*** Extracted entries Section Begins ***

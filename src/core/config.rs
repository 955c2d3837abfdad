use std::path::Path;

use serde::{Deserialize, Serialize};
use tracing::info;

use crate::core::params::PipelineParams;
use crate::engine::EngineConfig;
use crate::error::{Error, Result};

/// Contents of a JSON configuration file. Every field is optional.
///
/// ```json
/// {
///   "params": { "failure_policy": "SkipTile", "verify_outputs": true },
///   "engine": {
///     "programs": {
///       "import": { "program": "geo-run", "args": ["fimport"] },
///       "masking": { "program": "geo-run", "args": ["masking"] }
///     }
///   }
/// }
/// ```
#[derive(Debug, Clone, Default, PartialEq, Serialize, Deserialize)]
#[serde(default)]
pub struct PipelineConfig {
    pub params: PipelineParams,
    pub engine: EngineConfig,
}

impl PipelineConfig {
    pub fn from_json(text: &str) -> Result<Self> {
        serde_json::from_str(text).map_err(Error::config)
    }

    pub fn load(path: &Path) -> Result<Self> {
        let text = std::fs::read_to_string(path)?;
        let config = Self::from_json(&text)
            .map_err(|e| Error::Config(format!("{}: {}", path.display(), e)))?;
        info!("Loaded configuration from {:?}", path);
        Ok(config)
    }

    pub fn to_json(&self) -> Result<String> {
        serde_json::to_string_pretty(self).map_err(Error::config)
    }
}
//! Shared types and enums used across s2mosaic.
//! Includes raster formats (`RasterFormat`), mosaic options (`MosaicType`,
//! `RadiometricCorrection`, `BalanceMethod`, `CutlineMethod`), atmosphere
//! settings, output data types, the tile `FailurePolicy`, pipeline `Stage` and
//! the CLI `EngineKind`.
use clap::ValueEnum;
use serde::{Deserialize, Serialize};

/// Raster file formats understood by the engine
#[derive(Copy, Clone, PartialEq, Eq, PartialOrd, Ord, ValueEnum, Debug, Serialize, Deserialize)]
pub enum RasterFormat {
    /// Working format used for every intermediate product
    Pix,
    /// GeoTIFF, used for the exported image
    Tif,
}

impl RasterFormat {
    /// File extension without the leading dot
    pub fn extension(&self) -> &'static str {
        match self {
            RasterFormat::Pix => "pix",
            RasterFormat::Tif => "tif",
        }
    }
}

impl std::fmt::Display for RasterFormat {
    fn fmt(&self, f: &mut std::fmt::Formatter<'_>) -> std::fmt::Result {
        match self {
            RasterFormat::Pix => write!(f, "PIX"),
            RasterFormat::Tif => write!(f, "TIF"),
        }
    }
}

#[derive(Copy, Clone, PartialEq, Eq, PartialOrd, Ord, ValueEnum, Debug, Serialize, Deserialize)]
pub enum MosaicType {
    Full,
}

impl std::fmt::Display for MosaicType {
    fn fmt(&self, f: &mut std::fmt::Formatter<'_>) -> std::fmt::Result {
        match self {
            MosaicType::Full => write!(f, "FULL"),
        }
    }
}

#[derive(Copy, Clone, PartialEq, Eq, PartialOrd, Ord, ValueEnum, Debug, Serialize, Deserialize)]
pub enum RadiometricCorrection {
    None,
}

impl std::fmt::Display for RadiometricCorrection {
    fn fmt(&self, f: &mut std::fmt::Formatter<'_>) -> std::fmt::Result {
        match self {
            RadiometricCorrection::None => write!(f, "NONE"),
        }
    }
}

#[derive(Copy, Clone, PartialEq, Eq, PartialOrd, Ord, ValueEnum, Debug, Serialize, Deserialize)]
pub enum BalanceMethod {
    None,
}

impl std::fmt::Display for BalanceMethod {
    fn fmt(&self, f: &mut std::fmt::Formatter<'_>) -> std::fmt::Result {
        match self {
            BalanceMethod::None => write!(f, "NONE"),
        }
    }
}

#[derive(Copy, Clone, PartialEq, Eq, PartialOrd, Ord, ValueEnum, Debug, Serialize, Deserialize)]
pub enum CutlineMethod {
    /// Minimum difference between overlapping tiles
    MinDiff,
}

impl std::fmt::Display for CutlineMethod {
    fn fmt(&self, f: &mut std::fmt::Formatter<'_>) -> std::fmt::Result {
        match self {
            CutlineMethod::MinDiff => write!(f, "MINDIFF"),
        }
    }
}

#[derive(Copy, Clone, PartialEq, Eq, PartialOrd, Ord, ValueEnum, Debug, Serialize, Deserialize)]
pub enum AtmosphereDefinition {
    Rural,
    Urban,
    Maritime,
    Desert,
}

impl std::fmt::Display for AtmosphereDefinition {
    fn fmt(&self, f: &mut std::fmt::Formatter<'_>) -> std::fmt::Result {
        let s = match self {
            AtmosphereDefinition::Rural => "Rural",
            AtmosphereDefinition::Urban => "Urban",
            AtmosphereDefinition::Maritime => "Maritime",
            AtmosphereDefinition::Desert => "Desert",
        };
        write!(f, "{}", s)
    }
}

#[derive(Copy, Clone, PartialEq, Eq, PartialOrd, Ord, ValueEnum, Debug, Serialize, Deserialize)]
pub enum AtmosphereCondition {
    Tropical,
    Midlatitude,
    Subarctic,
}

impl std::fmt::Display for AtmosphereCondition {
    fn fmt(&self, f: &mut std::fmt::Formatter<'_>) -> std::fmt::Result {
        let s = match self {
            AtmosphereCondition::Tropical => "tropical",
            AtmosphereCondition::Midlatitude => "midlatitude",
            AtmosphereCondition::Subarctic => "subarctic",
        };
        write!(f, "{}", s)
    }
}

/// Pixel data type of a LUT output
#[derive(Copy, Clone, PartialEq, Eq, PartialOrd, Ord, ValueEnum, Debug, Serialize, Deserialize)]
pub enum DataType {
    U8,
    U16,
}

impl std::fmt::Display for DataType {
    fn fmt(&self, f: &mut std::fmt::Formatter<'_>) -> std::fmt::Result {
        match self {
            DataType::U8 => write!(f, "8U"),
            DataType::U16 => write!(f, "16U"),
        }
    }
}

/// What to do when a single tile fails during correction
#[derive(
    Copy, Clone, PartialEq, Eq, PartialOrd, Ord, ValueEnum, Debug, Default, Serialize, Deserialize,
)]
pub enum FailurePolicy {
    /// Stop the whole run on the first failing tile
    #[default]
    Abort,
    /// Log the failure, drop the tile and keep going
    SkipTile,
}

/// The five sequential pipeline stages
#[derive(Copy, Clone, PartialEq, Eq, PartialOrd, Ord, Debug, Serialize, Deserialize)]
pub enum Stage {
    Import,
    Correction,
    Mosaic,
    Enhancement,
    Export,
}

impl Stage {
    /// 1-based step number shown in the console separator
    pub fn step(&self) -> usize {
        match self {
            Stage::Import => 1,
            Stage::Correction => 2,
            Stage::Mosaic => 3,
            Stage::Enhancement => 4,
            Stage::Export => 5,
        }
    }
}

impl std::fmt::Display for Stage {
    fn fmt(&self, f: &mut std::fmt::Formatter<'_>) -> std::fmt::Result {
        let s = match self {
            Stage::Import => "Import",
            Stage::Correction => "Correction",
            Stage::Mosaic => "Mosaic",
            Stage::Enhancement => "Enhancement",
            Stage::Export => "Export",
        };
        write!(f, "{}", s)
    }
}

/// Engine selected on the command line
#[derive(
    Copy, Clone, PartialEq, Eq, PartialOrd, Ord, ValueEnum, Debug, Default, Serialize, Deserialize,
)]
pub enum EngineKind {
    /// External programs configured per operation
    #[default]
    Command,
    /// Log operations and write empty placeholders
    DryRun,
}
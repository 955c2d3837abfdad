//! s2mosaic CLI entrypoint.
//!
//! Provides a thin wrapper over the `cli` module: parse args, show the
//! deletion warning, confirm, run the pipeline and exit with appropriate status.
//! For programmatic use, prefer the library API (`s2mosaic::api`).

use clap::Parser;

mod cli;

fn main() -> Result<(), Box<dyn std::error::Error>> {
    let args = cli::CliArgs::parse();
    cli::run(args)
}
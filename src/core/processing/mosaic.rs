use std::path::PathBuf;

use tracing::info;

use crate::core::params::PipelineParams;
use crate::core::workspace::Workspace;
use crate::engine::{Operation, RasterEngine};
use crate::error::Result;

/// Mosaic raster and its companion cutline vector
#[derive(Debug, Clone, PartialEq, Eq)]
pub struct MosaicArtifact {
    pub raster: PathBuf,
    pub cutlines: PathBuf,
}

impl MosaicArtifact {
    pub fn in_workspace(workspace: &Workspace, params: &PipelineParams) -> Self {
        Self {
            raster: workspace.mosaic.join(format!(
                "{}.{}",
                params.mosaic.output_stem,
                params.working_format.extension()
            )),
            cutlines: workspace.mosaic.join(&params.mosaic.cutline_file),
        }
    }
}

/// Single mosaic call over the whole `corrected/` directory
pub fn mosaic_operation(workspace: &Workspace, params: &PipelineParams) -> Operation {
    let artifact = MosaicArtifact::in_workspace(workspace, params);
    Operation::Mosaic {
        input_dir: workspace.corrected.clone(),
        mosaic_type: params.mosaic.mosaic_type,
        format: params.working_format,
        radiometric_correction: params.mosaic.radiometric_correction,
        balance: params.mosaic.balance,
        cutline: params.mosaic.cutline,
        output: artifact.raster,
        cutlines: artifact.cutlines,
    }
}

pub fn build_mosaic<E: RasterEngine + ?Sized>(
    engine: &mut E,
    workspace: &Workspace,
    params: &PipelineParams,
) -> Result<MosaicArtifact> {
    info!("Starting mosaicking of {:?}", workspace.corrected);
    engine.execute(&mosaic_operation(workspace, params))?;
    let artifact = MosaicArtifact::in_workspace(workspace, params);
    info!(
        "Mosaicking completed: {:?} (cutlines {:?})",
        artifact.raster, artifact.cutlines
    );
    Ok(artifact)
}

#[cfg(test)]
mod tests {
    use super::*;

    #[test]
    fn mosaic_uses_fixed_names_and_options() {
        let ws = Workspace::new("/ws");
        let op = mosaic_operation(&ws, &PipelineParams::default());
        let args = op.arguments();
        assert!(args.contains(&("input", "/ws/corrected".to_string())));
        assert!(args.contains(&("output", "/ws/mosaic/mosaic_out.pix".to_string())));
        assert!(args.contains(&("cutlines", "/ws/mosaic/cutlines.shp".to_string())));
        assert!(args.contains(&("mosaic_type", "FULL".to_string())));
        assert!(args.contains(&("balance", "NONE".to_string())));
        assert!(args.contains(&("format", "PIX".to_string())));
    }
}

*** Extracted entries Section Ends ***

# Task item
Search the data above for the word "used" and count the lines where it appears. Only the number should be given.

# Your solution
3